Ci siamo! Proprio nel giorno in cui esce una nuova edizione del settimanale, mercoledì 3 giugno in piazza Duomo, con lo sfondo della Cattedrale di Udine, vivremo l’evento più popolare dell’anno in occasione dei cento anni de la Vita Cattolica. Abbiamo pensato a questo momento speciale come dono per il centenario, perché esso rappresenta perfettamente la visione del nostro settimanale, configurandosi come un abbraccio corale alla nostra comunità e un ringraziamento profondo a tutti i nostri sostenitori. Più di un migliaio di persone – lettori, istituzioni, inserzionisti, dipendenti e collaboratori – potranno lasciarsi affascinare da «Gaudet Aquilegia», titolo che trae la propria essenza dalla fine della prima strofa della sequenza dei Santi Ermacora e Fortunato, quel «Plebs fidelis Hemacorae» che ogni luglio, in occasione della solenne memoria dei Patroni della Chiesa Aquileiese, risuona nelle comunità del Friuli. Ciò che colpisce è la riproposizione musicale in chiave contemporanea di questi antichi inni aquileiesi: è infatti, il passato che si condensa nel presente, dando forma a risonanze mai ascoltate prima che fanno immaginare il futuro.
Mi sembra che questo intreccio sposi bene la visione del nostro settimanale e celebri con nobiltà questi cento anni di storia: essere fedeli al proprio passato, al proprio territorio, alla propria identità cattolica e di popolo, ma con uno sguardo attento al presente e al futuro che viene.

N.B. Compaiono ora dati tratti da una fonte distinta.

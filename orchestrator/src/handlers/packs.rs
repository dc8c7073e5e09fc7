use axum::extract::{Path, Query, State};
use axum::response::IntoResponse;
use axum::{Extension, Json};
use serde::Deserialize;
use stark_common::types::{RuntimeTag, Visibility};
use stark_common::{Error, Pagination, error::ok};
use stark_store::packs::{self, NewPack};
use uuid::Uuid;

use crate::auth::Principal;
use crate::state::AppState;

#[derive(Debug, Deserialize)]
#[serde(rename_all = "camelCase")]
pub struct RegisterPackRequest {
    pub name: String,
    pub version: String,
    pub runtime_tag: RuntimeTag,
    #[serde(default)]
    pub visibility: Option<Visibility>,
    pub bundle_path: String,
    #[serde(default)]
    pub min_node_version: Option<String>,
}

/// `POST /api/packs`. Re-registering an existing `(name, version)` is a
/// conflict; the first record wins.
pub async fn create(
    State(state): State<AppState>,
    Extension(principal): Extension<Principal>,
    Json(req): Json<RegisterPackRequest>,
) -> Result<impl IntoResponse, Error> {
    if req.name.is_empty() {
        return Err(Error::Validation("pack name must not be empty".into()));
    }
    stark_common::parse_version(&req.version)?;
    if let Some(min) = &req.min_node_version {
        stark_common::parse_version(min)?;
    }
    let visibility = req.visibility.unwrap_or(Visibility::Private);
    if visibility == Visibility::System && !principal.is_admin() {
        return Err(Error::Policy("only admins may register system packs".into()));
    }
    let pack = packs::create(
        &state.store,
        Uuid::new_v4(),
        NewPack {
            name: req.name,
            version: req.version,
            runtime_tag: req.runtime_tag,
            owner_id: principal.id,
            visibility,
            bundle_path: req.bundle_path,
            min_node_version: req.min_node_version,
        },
    )
    .await?;
    Ok((axum::http::StatusCode::CREATED, ok(pack)))
}

/// `GET /api/packs`
pub async fn list(
    State(state): State<AppState>,
    Query(page): Query<Pagination>,
) -> Result<impl IntoResponse, Error> {
    let items = packs::list(&state.store, page.offset, page.effective_limit()).await?;
    Ok(ok(items))
}

/// `GET /api/packs/{name}/versions`
pub async fn versions(
    State(state): State<AppState>,
    Path(name): Path<String>,
) -> Result<impl IntoResponse, Error> {
    let items = packs::list_versions(&state.store, &name).await?;
    if items.is_empty() {
        return Err(Error::NotFound(format!("pack {name}")));
    }
    Ok(ok(items))
}

/// `DELETE /api/packs/{id}`: owner or admin only.
pub async fn delete(
    State(state): State<AppState>,
    Extension(principal): Extension<Principal>,
    Path(id): Path<Uuid>,
) -> Result<impl IntoResponse, Error> {
    let pack = packs::get_by_id(&state.store, id).await?;
    if pack.owner_id != principal.id && !principal.is_admin() {
        return Err(Error::Policy("not the pack owner".into()));
    }
    packs::delete(&state.store, Uuid::new_v4(), id).await?;
    Ok(ok(serde_json::json!({ "deleted": id })))
}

Un futuro che di fatto è già qui e pone già oggi delle domande ineludibili. Non possiamo ignorare le correnti che stanno trasformando il modo stesso in cui percepiamo la realtà. Papa Leone, nella sua prima enciclica Magnifica Humanitas, ha tracciato con precisione profetica le sfide della comunicazione nel tempo dell’Intelligenza Artificiale. Le sue parole risuonano come un mandato per noi giornalisti e per voi lettori: «Nel discorso pubblico, la verità dei fatti possiede una dimensione razionale, poiché richiede verifica, riscontro delle fonti e responsabilità argomentativa; ma è ancor più relazionale: si costruisce attraverso legami di fiducia e pratiche condivise, in un confronto onesto con gli altri e con il mondo. Solo la ricerca condivisa della verità dei fatti, assunta come bene comune, può fondare una comunicazione giusta» (n. 132). Il Santo Padre ci ricorda che comunicare non significa semplicemente trasmettere delle notizie, ma è, soprattutto, «creazione di una cultura» (n. 135) e costruzione di uno «spazio in cui possano maturare libertà interiore e pensiero critico» (n. 136). Lo sprone è chiaro: rimanere profondamente umani. In un’epoca in cui l’algoritmo rischia di polverizzare il discernimento, la nostra missione è proteggere la verità come bene comune.
Un settimanale cattolico, oggi, non può che avere questo tra i valori intrinseci: promuovere la dignità dell’uomo attraverso un’informazione che sia servizio alla speranza e raccontare il “bene possibile” come autentico modo per onorare la verità. Cento anni dopo la nostra fondazione, continuiamo a credere che informare significhi edificare la comunità, stimolare il pensiero critico e immaginare strade nuove per abitare il mondo, partendo proprio da qui, dal nostro Friuli, civile ed ecclesiale. Siamo consapevoli dell’eredità ricevuta da chi ci ha preceduto e sentiamo tutta la responsabilità di traghettare questo patrimonio verso porti ancora sconosciuti.
In questo clima di festa, desideriamo rinnovare con forza il nostro patto di fiducia con voi. Siamo convinti che il giornalismo di domani avrà bisogno di radici ancora più profonde per non smarrirsi nel deserto del virtuale. Avrà bisogno di una comunità partecipe, di lettori che sappiano ancora distinguere il valore di una notizia approfondita, meditata, verificata e “umana” rispetto al rumore indistinto e polarizzato della rete. Grazie di cuore per essere la nostra forza e il nostro stimolo in questo viaggio che continua, in bilico tra la memoria preziosa della nostra terra e l’entusiasmo per le strade che ancora dobbiamo percorrere. Insieme!